We know the sum of independent observations is a sufficient statistic for intensity parameter of the Poisson distribution.
My question: does there exist a sufficient statistic for a finite Poisson mixture?

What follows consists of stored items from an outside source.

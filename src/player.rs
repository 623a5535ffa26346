//! Move selectors: human-driven players and the search-backed opponent

use crate::board::{Grid, Token};
use crate::search::{SearchResult, SearchStats, Searcher};

/// A named token owner. Places tokens in the column it is told.
#[derive(Debug, Clone, PartialEq, Eq)]
pub struct Player {
    name: String,
    token: Token,
}

impl Player {
    pub fn new(name: impl Into<String>, token: Token) -> Self {
        Self {
            name: name.into(),
            token,
        }
    }

    #[inline]
    pub fn name(&self) -> &str {
        &self.name
    }

    #[inline]
    pub fn token(&self) -> Token {
        self.token
    }

    /// Drop this player's token into `column`.
    ///
    /// `None` means the column is full or off the grid; the caller decides
    /// whether to ask again.
    pub fn attempt_move(&self, grid: &mut Grid, column: usize) -> Option<usize> {
        grid.place(column, self.token)
    }
}

/// Player whose column comes from a minimax search
#[derive(Debug, Clone)]
pub struct AutomatedPlayer {
    player: Player,
    searcher: Searcher,
    last_search: Option<SearchResult>,
}

impl AutomatedPlayer {
    /// Automated player searching `depth` plies with alpha-beta pruning
    pub fn new(name: impl Into<String>, token: Token, depth: u32) -> Self {
        Self::with_searcher(Player::new(name, token), Searcher::new(depth))
    }

    pub fn with_searcher(player: Player, searcher: Searcher) -> Self {
        Self {
            player,
            searcher,
            last_search: None,
        }
    }

    #[inline]
    pub fn player(&self) -> &Player {
        &self.player
    }

    #[inline]
    pub fn depth(&self) -> u32 {
        self.searcher.depth()
    }

    /// Result of the most recent search, if any
    #[inline]
    pub fn last_search(&self) -> Option<SearchResult> {
        self.last_search
    }

    #[inline]
    pub fn stats(&self) -> SearchStats {
        self.searcher.stats()
    }

    /// Search for a column without playing it
    pub fn choose_column(&mut self, grid: &Grid) -> SearchResult {
        let result = self.searcher.best_column(grid, self.player.token());
        self.last_search = Some(result);
        result
    }

    /// Search a normalized copy of `grid`, then play the chosen column on `grid` itself.
    ///
    /// `None` when no column can take a token.
    pub fn choose_and_play(&mut self, grid: &mut Grid) -> Option<usize> {
        let column = self.choose_column(grid).column?;
        self.player.attempt_move(grid, column)
    }
}

/// Entry in the turn order
#[derive(Debug, Clone)]
pub enum Participant {
    /// Moves come from outside (clicks, tests)
    Human(Player),
    /// Moves come from the search
    Automated(AutomatedPlayer),
}

impl Participant {
    #[inline]
    pub fn player(&self) -> &Player {
        match self {
            Participant::Human(player) => player,
            Participant::Automated(automated) => automated.player(),
        }
    }

    #[inline]
    pub fn name(&self) -> &str {
        self.player().name()
    }

    #[inline]
    pub fn token(&self) -> Token {
        self.player().token()
    }

    #[inline]
    pub fn is_automated(&self) -> bool {
        matches!(self, Participant::Automated(_))
    }

    /// Most recent search of an automated participant
    pub fn last_search(&self) -> Option<(SearchResult, SearchStats)> {
        match self {
            Participant::Human(_) => None,
            Participant::Automated(automated) => automated
                .last_search()
                .map(|result| (result, automated.stats())),
        }
    }
}

impl From<Player> for Participant {
    fn from(player: Player) -> Self {
        Participant::Human(player)
    }
}

impl From<AutomatedPlayer> for Participant {
    fn from(automated: AutomatedPlayer) -> Self {
        Participant::Automated(automated)
    }
}

#[cfg(test)]
mod tests {
    use super::*;

    const RED: Token = Token::Player(0);
    const BLUE: Token = Token::Player(1);

    #[test]
    fn test_attempt_move_places_own_token() {
        let mut grid = Grid::new(6, 7, 4);
        let player = Player::new("Red", RED);
        let index = player.attempt_move(&mut grid, 2).unwrap();
        assert_eq!(grid.to_coord(index).map(|c| (c.row, c.col)), Some((5, 2)));
        assert_eq!(grid.token_at(5, 2), Some(RED));
    }

    #[test]
    fn test_attempt_move_illegal_column() {
        let mut grid = Grid::new(1, 2, 2);
        let player = Player::new("Red", RED);
        assert!(player.attempt_move(&mut grid, 0).is_some());
        assert!(player.attempt_move(&mut grid, 0).is_none());
        assert!(player.attempt_move(&mut grid, 7).is_none());
    }

    #[test]
    fn test_automated_first_move_is_central() {
        let mut grid = Grid::new(6, 7, 4);
        let mut computer = AutomatedPlayer::new("Blue", BLUE, 1);
        let index = computer.choose_and_play(&mut grid).unwrap();
        assert_eq!(grid.to_coord(index).map(|c| c.col), Some(3));
        assert_eq!(grid.token_at(5, 3), Some(BLUE));
        assert_eq!(computer.last_search().and_then(|r| r.column), Some(3));
    }

    #[test]
    fn test_automated_plays_real_token() {
        // Tokens other than the canonical markers survive normalization
        let green = Token::Player(7);
        let mut grid = Grid::new(6, 7, 4);
        grid.place(0, RED);
        let mut computer = AutomatedPlayer::new("Green", green, 2);
        let index = computer.choose_and_play(&mut grid).unwrap();
        assert_eq!(grid.cell(index).unwrap().token(), green);
        assert_eq!(grid.token_count(), 2);
    }

    #[test]
    fn test_automated_completes_own_line() {
        let mut grid = Grid::new(6, 7, 4);
        for row in 3..6 {
            grid.set(row, 5, BLUE);
        }
        grid.set(5, 0, RED);
        grid.set(5, 1, RED);
        let mut computer = AutomatedPlayer::new("Blue", BLUE, 3);
        let index = computer.choose_and_play(&mut grid).unwrap();
        assert!(grid.cell(index).unwrap().completes_line(4));
    }

    #[test]
    fn test_automated_on_full_grid() {
        let mut grid = Grid::new(1, 2, 2);
        grid.place(0, RED);
        grid.place(1, BLUE);
        let mut computer = AutomatedPlayer::new("Blue", BLUE, 4);
        assert!(computer.choose_and_play(&mut grid).is_none());
        assert!(computer.last_search().unwrap().is_no_move());
    }

    #[test]
    fn test_participant_accessors() {
        let human: Participant = Player::new("Red", RED).into();
        let computer: Participant = AutomatedPlayer::new("Blue", BLUE, 5).into();
        assert!(!human.is_automated());
        assert!(computer.is_automated());
        assert_eq!(human.name(), "Red");
        assert_eq!(computer.token(), BLUE);
        assert!(human.last_search().is_none());
        assert!(computer.last_search().is_none());
    }
}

For instance for the following Poisson mixture model with parameter $\lambda$ $(\Lambda=c \cdot \lambda$ and $c \ge 1$),
$$f(x)=p\frac{e^{-\lambda } \lambda ^x}{x!}+(1-p)\frac{e^{-\Lambda } \Lambda ^x}{x!}$$
taking two independent samples $x$ and $y$ we have, $$f(x,y)=\frac{e^{-2 (\lambda +\Lambda)} \left(e^\lambda (p-1) \Lambda ^x-e^\Lambda p \lambda ^x\right) \left(e^\lambda (p-1) \Lambda ^y-e^\Lambda p \lambda ^y\right)}{x! y!}$$
Taking Log we have, $$\log \left(\frac{e^{-2 (c+1) \lambda } \left(p e^{c \lambda } \lambda ^x-e^{\lambda} (p-1) (c \lambda)^x\right) \left(p e^{c \lambda} \lambda^y-e^{\lambda} (p-1) (c \lambda)^y\right)}{x! y!}\right) \\ = -\log (x! y!)+\log \left(e^{-2 (c \lambda +\lambda)}\right)+\log \left((e^{\lambda} (p-1) (c \lambda)^x - p e^{c \lambda} \lambda ^x\right)\left(e^\lambda (p-1) (c \lambda)^y -p e^{c \lambda} \lambda^y)\right) \\ =\boxed{-\log (x! y!)+\log \left(e^{-2 (c \lambda +\lambda)}\right)+\log \left( e^{2c\lambda} p^2\lambda^{(x+y)} + e^{-2c\lambda+\lambda}(1-p)p c^y \lambda^{(x+y)}+{}\\ e^{\lambda-c\lambda}(1-p)c^xp\lambda^{(x+y)}+e^{2\lambda}(1-p)^{2}c^{(x+y)}\lambda^{(x+y)} \right)}$$
In above equation it looks like parameter $\lambda$ is interacting with the data only through $(x+y)$, that means sum of data is sufficient statistic for finite Poisson mixture too. Is this correct?